[Items from a dataset]
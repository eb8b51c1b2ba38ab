//! English translations

use super::Key;
use once_cell::sync::Lazy;
use std::collections::HashMap;

static TRANSLATIONS: Lazy<HashMap<Key, &'static str>> = Lazy::new(|| {
    let mut m = HashMap::new();

    // Header
    m.insert(Key::AppTitle, "Calyaa's Photo Gallery");
    m.insert(
        Key::AppSubtitle,
        "Made by Maul Developer to keep Calyaa's cutest photos❤️",
    );

    // Song picker
    m.insert(Key::PickSong, "Pick a Song 🎶");
    m.insert(Key::PickSongTitle, "Pick a Song");
    m.insert(Key::PauseSong, "Pause ⏸️");
    m.insert(Key::ResumeSong, "Resume ▶️");
    m.insert(Key::NowPlaying, "Now Playing:");

    // Gallery
    m.insert(Key::GalleryEmpty, "Calyaa's Gallery");
    m.insert(Key::ImageLoading, "Loading...");

    // Dialogs
    m.insert(Key::Close, "Close");

    // Footer
    m.insert(Key::FooterTitle, "Calyaa's Photo Gallery 💞");
    m.insert(Key::FooterCredit, "Made by Maul Developer");

    m
});

pub fn translations() -> &'static HashMap<Key, &'static str> {
    &TRANSLATIONS
}
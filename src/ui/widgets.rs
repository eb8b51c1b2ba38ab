//! Reusable UI widgets - composable pieces without business logic
//!
//! Widgets must not import from `crate::app`; they take generic Message
//! types and plain data.

pub mod image_card;

pub use image_card::CardImage;
pub use image_card::view as image_card;
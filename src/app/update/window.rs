//! Window and animation frame handlers

use iced::Task;

use crate::app::message::Message;
use crate::app::state::App;

impl App {
    pub fn handle_window(&mut self, message: &Message) -> Option<Task<Message>> {
        match message {
            Message::AnimationTick(now) => {
                self.ui.now = *now;
                self.ui.card_hover.tick(*now);
                self.ui.now_playing_pulse.tick(*now);
                Some(Task::none())
            }

            Message::WindowResized(size) => {
                self.ui.window_size = *size;
                Some(Task::none())
            }

            _ => None,
        }
    }
}
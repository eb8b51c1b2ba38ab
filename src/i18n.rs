//! Internationalization (i18n) support
//!
//! Structure:
//! - i18n.rs: Core types (Language, Key, Locale) and translation lookup
//! - id.rs: Indonesian translations (default)
//! - en.rs: English translations

mod en;
mod id;

use std::collections::HashMap;

/// Supported languages
#[derive(Debug, Clone, Copy, PartialEq, Eq, Hash, Default)]
pub enum Language {
    #[default]
    Indonesian,
    English,
}

impl Language {
    /// Get language code
    pub fn code(&self) -> &'static str {
        match self {
            Language::Indonesian => "id",
            Language::English => "en",
        }
    }

    /// Parse a language code, falling back to the default
    pub fn from_code(code: &str) -> Self {
        Self::all()
            .iter()
            .copied()
            .find(|lang| lang.code().eq_ignore_ascii_case(code.trim()))
            .unwrap_or_default()
    }

    /// All available languages
    pub fn all() -> &'static [Language] {
        &[Language::Indonesian, Language::English]
    }
}

/// Translation keys
#[derive(Debug, Clone, Copy, PartialEq, Eq, Hash)]
pub enum Key {
    // Header
    AppTitle,
    AppSubtitle,

    // Song picker
    PickSong,
    PickSongTitle,
    PauseSong,
    ResumeSong,
    NowPlaying,

    // Gallery
    GalleryEmpty,
    ImageLoading,

    // Dialogs
    Close,

    // Footer
    FooterTitle,
    FooterCredit,
}

impl Key {
    #[cfg(test)]
    pub fn all() -> &'static [Key] {
        &[
            Key::AppTitle,
            Key::AppSubtitle,
            Key::PickSong,
            Key::PickSongTitle,
            Key::PauseSong,
            Key::ResumeSong,
            Key::NowPlaying,
            Key::GalleryEmpty,
            Key::ImageLoading,
            Key::Close,
            Key::FooterTitle,
            Key::FooterCredit,
        ]
    }
}

/// Get translation for a key in the specified language
pub fn t(lang: Language, key: Key) -> &'static str {
    let translations: &HashMap<Key, &'static str> = match lang {
        Language::Indonesian => id::translations(),
        Language::English => en::translations(),
    };

    translations.get(&key).copied().unwrap_or("???")
}

/// Localization context that can be passed around
#[derive(Debug, Clone, Copy, Default)]
pub struct Locale {
    pub language: Language,
}

impl Locale {
    pub fn new(language: Language) -> Self {
        Self { language }
    }

    /// Get translation for a key
    pub fn get(&self, key: Key) -> &'static str {
        t(self.language, key)
    }
}

#[cfg(test)]
mod tests {
    use super::*;

    #[test]
    fn test_every_key_is_translated() {
        for lang in Language::all() {
            for key in Key::all() {
                assert_ne!(t(*lang, *key), "???", "{:?} missing {:?}", lang, key);
            }
        }
    }

    #[test]
    fn test_language_from_code() {
        assert_eq!(Language::from_code("en"), Language::English);
        assert_eq!(Language::from_code(" ID "), Language::Indonesian);
        assert_eq!(Language::from_code("fr"), Language::Indonesian);
    }

    #[test]
    fn test_toggle_labels_differ() {
        let locale = Locale::default();
        assert_eq!(locale.get(Key::PauseSong), "Jeda Lagu ⏸️");
        assert_eq!(locale.get(Key::ResumeSong), "Lanjutkan ▶️");
    }
}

Your objective → Print the records again in their entirety, character for character.

Worked solution →
repository eb8b51c1b2ba38ab
//! English translations

use super::Key;
use once_cell::sync::Lazy;
use std::collections::HashMap;

static TRANSLATIONS: Lazy<HashMap<Key, &'static str>> = Lazy::new(|| {
    let mut m = HashMap::new();

    // Header
    m.insert(Key::AppTitle, "Calyaa's Photo Gallery");
    m.insert(
        Key::AppSubtitle,
        "Made by Maul Developer to keep Calyaa's cutest photos❤️",
    );

    // Song picker
    m.insert(Key::PickSong, "Pick a Song 🎶");
    m.insert(Key::PickSongTitle, "Pick a Song");
    m.insert(Key::PauseSong, "Pause ⏸️");
    m.insert(Key::ResumeSong, "Resume ▶️");
    m.insert(Key::NowPlaying, "Now Playing:");

    // Gallery
    m.insert(Key::GalleryEmpty, "Calyaa's Gallery");
    m.insert(Key::ImageLoading, "Loading...");

    // Dialogs
    m.insert(Key::Close, "Close");

    // Footer
    m.insert(Key::FooterTitle, "Calyaa's Photo Gallery 💞");
    m.insert(Key::FooterCredit, "Made by Maul Developer");

    m
});

pub fn translations() -> &'static HashMap<Key, &'static str> {
    &TRANSLATIONS
}
filename src/ui/widgets.rs
repository eb8b51c1b2ba38ab
//! Reusable UI widgets - composable pieces without business logic
//!
//! Widgets must not import from `crate::app`; they take generic Message
//! types and plain data.

pub mod image_card;

pub use image_card::CardImage;
pub use image_card::view as image_card;
filename src/app/update/window.rs
//! Window and animation frame handlers

use iced::Task;

use crate::app::message::Message;
use crate::app::state::App;

impl App {
    pub fn handle_window(&mut self, message: &Message) -> Option<Task<Message>> {
        match message {
            Message::AnimationTick(now) => {
                self.ui.now = *now;
                self.ui.card_hover.tick(*now);
                self.ui.now_playing_pulse.tick(*now);
                Some(Task::none())
            }

            Message::WindowResized(size) => {
                self.ui.window_size = *size;
                Some(Task::none())
            }

            _ => None,
        }
    }
}
repository eb8b51c1b2ba38ab
filename src/i18n.rs
//! Internationalization (i18n) support
//!
//! Structure:
//! - i18n.rs: Core types (Language, Key, Locale) and translation lookup
//! - id.rs: Indonesian translations (default)
//! - en.rs: English translations

mod en;
mod id;

use std::collections::HashMap;

/// Supported languages
#[derive(Debug, Clone, Copy, PartialEq, Eq, Hash, Default)]
pub enum Language {
    #[default]
    Indonesian,
    English,
}

impl Language {
    /// Get language code
    pub fn code(&self) -> &'static str {
        match self {
            Language::Indonesian => "id",
            Language::English => "en",
        }
    }

    /// Parse a language code, falling back to the default
    pub fn from_code(code: &str) -> Self {
        Self::all()
            .iter()
            .copied()
            .find(|lang| lang.code().eq_ignore_ascii_case(code.trim()))
            .unwrap_or_default()
    }

    /// All available languages
    pub fn all() -> &'static [Language] {
        &[Language::Indonesian, Language::English]
    }
}

/// Translation keys
#[derive(Debug, Clone, Copy, PartialEq, Eq, Hash)]
pub enum Key {
    // Header
    AppTitle,
    AppSubtitle,

    // Song picker
    PickSong,
    PickSongTitle,
    PauseSong,
    ResumeSong,
    NowPlaying,

    // Gallery
    GalleryEmpty,
    ImageLoading,

    // Dialogs
    Close,

    // Footer
    FooterTitle,
    FooterCredit,
}

impl Key {
    #[cfg(test)]
    pub fn all() -> &'static [Key] {
        &[
            Key::AppTitle,
            Key::AppSubtitle,
            Key::PickSong,
            Key::PickSongTitle,
            Key::PauseSong,
            Key::ResumeSong,
            Key::NowPlaying,
            Key::GalleryEmpty,
            Key::ImageLoading,
            Key::Close,
            Key::FooterTitle,
            Key::FooterCredit,
        ]
    }
}

/// Get translation for a key in the specified language
pub fn t(lang: Language, key: Key) -> &'static str {
    let translations: &HashMap<Key, &'static str> = match lang {
        Language::Indonesian => id::translations(),
        Language::English => en::translations(),
    };

    translations.get(&key).copied().unwrap_or("???")
}

/// Localization context that can be passed around
#[derive(Debug, Clone, Copy, Default)]
pub struct Locale {
    pub language: Language,
}

impl Locale {
    pub fn new(language: Language) -> Self {
        Self { language }
    }

    /// Get translation for a key
    pub fn get(&self, key: Key) -> &'static str {
        t(self.language, key)
    }
}

#[cfg(test)]
mod tests {
    use super::*;

    #[test]
    fn test_every_key_is_translated() {
        for lang in Language::all() {
            for key in Key::all() {
                assert_ne!(t(*lang, *key), "???", "{:?} missing {:?}", lang, key);
            }
        }
    }

    #[test]
    fn test_language_from_code() {
        assert_eq!(Language::from_code("en"), Language::English);
        assert_eq!(Language::from_code(" ID "), Language::Indonesian);
        assert_eq!(Language::from_code("fr"), Language::Indonesian);
    }

    #[test]
    fn test_toggle_labels_differ() {
        let locale = Locale::default();
        assert_eq!(locale.get(Key::PauseSong), "Jeda Lagu ⏸️");
        assert_eq!(locale.get(Key::ResumeSong), "Lanjutkan ▶️");
    }
}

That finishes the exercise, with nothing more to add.